[INSTRUCTIONS TO FOLLOW]
Your result should be the lines holding the word "before", copied from the entries below.

Content starts

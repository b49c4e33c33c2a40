//! line-graph: axis scaling and coordinate projection for small line graphs.
//!
//! The crate keeps a strict data-then-render split: `core` turns a snapshot
//! of values into gridlines, tick labels and vertex lists, `render` describes
//! backend-agnostic draw commands, and `api` is the outer container that owns
//! configuration, truncation policy and the renderer.

pub mod api;
pub mod core;
pub mod error;
pub mod render;
pub mod telemetry;

pub use api::{LineGraph, LineGraphConfig};
pub use error::{GraphError, GraphResult};
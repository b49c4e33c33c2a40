use crate::core::GraphFrame;
use crate::error::GraphResult;
use crate::render::{CirclePrimitive, LinePrimitive, PolygonPrimitive, TextPrimitive};

/// Backend-agnostic scene for one graph draw pass.
///
/// Backends paint in field order: polygons, lines, circles, then texts.
#[derive(Debug, Clone, PartialEq)]
pub struct RenderFrame {
    pub frame: GraphFrame,
    pub polygons: Vec<PolygonPrimitive>,
    pub lines: Vec<LinePrimitive>,
    pub circles: Vec<CirclePrimitive>,
    pub texts: Vec<TextPrimitive>,
}

impl RenderFrame {
    #[must_use]
    pub fn new(frame: GraphFrame) -> Self {
        Self {
            frame,
            polygons: Vec::new(),
            lines: Vec::new(),
            circles: Vec::new(),
            texts: Vec::new(),
        }
    }

    /// Checks every primitive. An empty frame of any size is valid.
    pub fn validate(&self) -> GraphResult<()> {
        for polygon in &self.polygons {
            polygon.validate()?;
        }
        for line in &self.lines {
            line.validate()?;
        }
        for circle in &self.circles {
            circle.validate()?;
        }
        for text in &self.texts {
            text.validate()?;
        }

        Ok(())
    }

    #[must_use]
    pub fn is_empty(&self) -> bool {
        self.polygons.is_empty()
            && self.lines.is_empty()
            && self.circles.is_empty()
            && self.texts.is_empty()
    }
}
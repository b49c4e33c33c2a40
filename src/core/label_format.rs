/// Largest magnitude that still formats through the integer path.
const INTEGER_LABEL_LIMIT: f64 = 9_007_199_254_740_992.0;

/// Formats a gridline value: whole numbers without a fractional part, any
/// other value with exactly one decimal place.
#[must_use]
pub fn format_step_label(value: f64) -> String {
    if value.is_finite() && value.fract() == 0.0 && value.abs() <= INTEGER_LABEL_LIMIT {
        return format!("{}", value as i64);
    }
    format!("{value:.1}")
}
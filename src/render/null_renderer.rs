use crate::error::GraphResult;
use crate::render::{RenderFrame, Renderer};

/// No-op renderer used by tests and headless hosts.
///
/// It still validates frame content so invalid geometry surfaces before a
/// real backend sees it.
#[derive(Debug, Default)]
pub struct NullRenderer {
    pub render_count: usize,
    pub last_polygon_count: usize,
    pub last_line_count: usize,
    pub last_circle_count: usize,
    pub last_text_count: usize,
}

impl Renderer for NullRenderer {
    fn render(&mut self, frame: &RenderFrame) -> GraphResult<()> {
        frame.validate()?;
        self.render_count += 1;
        self.last_polygon_count = frame.polygons.len();
        self.last_line_count = frame.lines.len();
        self.last_circle_count = frame.circles.len();
        self.last_text_count = frame.texts.len();
        Ok(())
    }
}
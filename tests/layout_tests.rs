use approx::assert_abs_diff_eq;
use chrono::NaiveDate;
use line_graph::core::{
    GraphFrame, GraphLayout, GraphValue, PlotGeometry, StepInfo, VALUE_MAX_COUNT, latest_values,
    layout_graph,
};
use rust_decimal::Decimal;

fn geometry() -> PlotGeometry {
    PlotGeometry::new(GraphFrame::new(350.0, 240.0))
}

#[test]
fn empty_series_lays_out_nothing() {
    let layout = layout_graph(&[], &geometry());

    assert!(layout.is_empty());
    assert!(layout.paths.is_empty());
    assert_eq!(layout.step_info, StepInfo::empty());
}

#[test]
fn frame_narrower_than_gutter_and_margin_lays_out_nothing() {
    let series: Vec<GraphValue> = [1.0, 2.0, 3.0].into_iter().map(GraphValue::new).collect();
    let frame = GraphFrame::new(40.0, 240.0);
    let layout = layout_graph(&series, &PlotGeometry::new(frame));

    assert!(layout.is_empty());
    assert!(layout.paths.is_empty());
    assert_eq!(layout.step_info, StepInfo::empty());
    assert_eq!(layout.frame, frame);
}

#[test]
fn narrowest_drawable_frame_keeps_points_inside() {
    let series: Vec<GraphValue> = [1.0, 2.0, 3.0].into_iter().map(GraphValue::new).collect();
    let layout = layout_graph(&series, &PlotGeometry::new(GraphFrame::new(52.0, 240.0)));

    let xs: Vec<f64> = layout.points.iter().map(|point| point.x).collect();
    assert_eq!(xs, vec![50.0, 51.0, 52.0]);
    assert_eq!(layout.paths.fill_outline.len(), series.len() + 4);
}

#[test]
fn singleton_keeps_gridlines_but_drops_paths() {
    let layout = layout_graph(&[GraphValue::new(5.0)], &geometry());

    assert_eq!(layout.points.len(), 1);
    assert!(!layout.grid_lines.is_empty());
    assert!(layout.paths.peak_line.is_empty());
    assert!(layout.paths.fill_outline.is_empty());
    assert!(layout.paths.dot_markers.is_empty());
}

#[test]
fn layout_is_idempotent() {
    let series = vec![
        GraphValue::with_label(58.0, "4.12"),
        GraphValue::with_label(54.6, "4.17"),
        GraphValue::new(53.7),
    ];
    let geometry = geometry();
    assert_eq!(layout_graph(&series, &geometry), layout_graph(&series, &geometry));
}

#[test]
fn layout_json_contract_round_trips() {
    let series = vec![GraphValue::with_label(3.0, "a"), GraphValue::new(7.5)];
    let layout = layout_graph(&series, &geometry());

    let json = layout.to_json_contract_v1_pretty().expect("serialize");
    assert!(json.contains("\"schema_version\": 1"));
    let parsed = GraphLayout::from_json_compat_str(&json).expect("parse contract");
    assert_eq!(parsed, layout);

    let bare = serde_json::to_string(&layout).expect("serialize bare");
    let parsed = GraphLayout::from_json_compat_str(&bare).expect("parse bare");
    assert_eq!(parsed, layout);
}

#[test]
fn layout_json_contract_rejects_unknown_schema() {
    let layout = layout_graph(&[GraphValue::new(1.0)], &geometry());
    let json = layout
        .to_json_contract_v1_pretty()
        .expect("serialize")
        .replace("\"schema_version\": 1", "\"schema_version\": 2");
    assert!(GraphLayout::from_json_compat_str(&json).is_err());
    assert!(GraphLayout::from_json_compat_str("not json").is_err());
}

#[test]
fn latest_values_keeps_newest_suffix() {
    let series: Vec<GraphValue> = (0..25).map(|i| GraphValue::new(f64::from(i))).collect();
    let kept = latest_values(&series, VALUE_MAX_COUNT);

    assert_eq!(kept.len(), 20);
    assert_eq!(kept[0].value, 5.0);
    assert_eq!(kept[19].value, 24.0);
    assert_eq!(latest_values(&series[..3], VALUE_MAX_COUNT).len(), 3);
}

#[test]
fn value_constructors_fill_labels() {
    let date = NaiveDate::from_ymd_opt(2024, 4, 12).expect("valid date");
    assert_eq!(GraphValue::dated(58.0, date).label.as_deref(), Some("4.12"));

    let value = GraphValue::from_decimal(Decimal::new(546, 1), Some("4.17".to_owned()))
        .expect("decimal fits f64");
    assert_abs_diff_eq!(value.value, 54.6, epsilon = 1e-12);
    assert_eq!(value.label.as_deref(), Some("4.17"));
}
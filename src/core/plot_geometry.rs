use serde::{Deserialize, Serialize};

use crate::core::GraphFrame;
use crate::error::{GraphError, GraphResult};

pub const DEFAULT_LABEL_GUTTER_PX: f64 = 30.0;
pub const DEFAULT_BOTTOM_BAND_PX: f64 = 40.0;
pub const DEFAULT_LEADING_MARGIN_PX: f64 = 20.0;
pub const DEFAULT_DOT_RADIUS_PX: f64 = 3.5;
pub const DEFAULT_TICK_HALF_LENGTH_PX: f64 = 7.5;
pub const DEFAULT_TICK_LABEL_INSET_PX: f64 = 12.0;

/// Frame plus the fixed margins the engine subtracts before computing steps.
///
/// Layout of the frame:
/// - `label_gutter_px` on the left holds gridline value labels
/// - `bottom_band_px` at the bottom holds per-point tick labels
/// - `leading_margin_px` separates the gutter from the first point
#[derive(Debug, Clone, Copy, PartialEq, Serialize, Deserialize)]
pub struct PlotGeometry {
    pub frame: GraphFrame,
    pub label_gutter_px: f64,
    pub bottom_band_px: f64,
    pub leading_margin_px: f64,
    pub dot_radius_px: f64,
    pub tick_half_length_px: f64,
    pub tick_label_inset_px: f64,
}

impl PlotGeometry {
    #[must_use]
    pub fn new(frame: GraphFrame) -> Self {
        Self {
            frame,
            label_gutter_px: DEFAULT_LABEL_GUTTER_PX,
            bottom_band_px: DEFAULT_BOTTOM_BAND_PX,
            leading_margin_px: DEFAULT_LEADING_MARGIN_PX,
            dot_radius_px: DEFAULT_DOT_RADIUS_PX,
            tick_half_length_px: DEFAULT_TICK_HALF_LENGTH_PX,
            tick_label_inset_px: DEFAULT_TICK_LABEL_INSET_PX,
        }
    }

    #[must_use]
    pub fn with_margins(
        mut self,
        label_gutter_px: f64,
        bottom_band_px: f64,
        leading_margin_px: f64,
    ) -> Self {
        self.label_gutter_px = label_gutter_px;
        self.bottom_band_px = bottom_band_px;
        self.leading_margin_px = leading_margin_px;
        self
    }

    #[must_use]
    pub fn with_dot_radius(mut self, dot_radius_px: f64) -> Self {
        self.dot_radius_px = dot_radius_px;
        self
    }

    /// Vertical extent available for gridlines.
    #[must_use]
    pub fn plot_height(&self) -> f64 {
        non_negative(self.frame.height - self.bottom_band_px)
    }

    /// Y of the bottom gridline; pixel-y grows downward.
    #[must_use]
    pub fn basis_y(&self) -> f64 {
        self.plot_height()
    }

    /// X of the first data point.
    #[must_use]
    pub fn origin_x(&self) -> f64 {
        self.label_gutter_px + self.leading_margin_px
    }

    #[must_use]
    pub fn available_width(&self) -> f64 {
        non_negative(self.frame.width - self.label_gutter_px - self.leading_margin_px)
    }

    /// False when the frame leaves no room right of the gutter and leading
    /// margin; such a geometry lays out as an empty graph.
    #[must_use]
    pub fn is_drawable(&self) -> bool {
        self.frame.is_drawable() && self.available_width() > 0.0
    }

    /// Horizontal distance between consecutive points.
    ///
    /// Fewer than two points get the full available width so no division by
    /// zero can happen.
    #[must_use]
    pub fn step_width(&self, point_count: usize) -> f64 {
        if point_count < 2 {
            return self.available_width();
        }
        self.available_width() / (point_count - 1) as f64
    }

    #[must_use]
    pub fn x_at(&self, index: usize, point_count: usize) -> f64 {
        self.origin_x() + self.step_width(point_count) * index as f64
    }

    pub fn validate(&self) -> GraphResult<()> {
        let frame = self.frame;
        if !frame.width.is_finite()
            || !frame.height.is_finite()
            || frame.width < 0.0
            || frame.height < 0.0
        {
            return Err(GraphError::InvalidFrame {
                width: frame.width,
                height: frame.height,
            });
        }

        for (name, value) in [
            ("label_gutter_px", self.label_gutter_px),
            ("bottom_band_px", self.bottom_band_px),
            ("leading_margin_px", self.leading_margin_px),
            ("dot_radius_px", self.dot_radius_px),
            ("tick_half_length_px", self.tick_half_length_px),
            ("tick_label_inset_px", self.tick_label_inset_px),
        ] {
            if !value.is_finite() || value < 0.0 {
                return Err(GraphError::InvalidConfig(format!(
                    "`{name}` must be finite and >= 0"
                )));
            }
        }
        Ok(())
    }
}

fn non_negative(value: f64) -> f64 {
    if value.is_finite() { value.max(0.0) } else { 0.0 }
}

Content ends

[WRITTEN REPLY]
/// It still validates frame content so invalid geometry surfaces before a
/// Frame plus the fixed margins the engine subtracts before computing steps.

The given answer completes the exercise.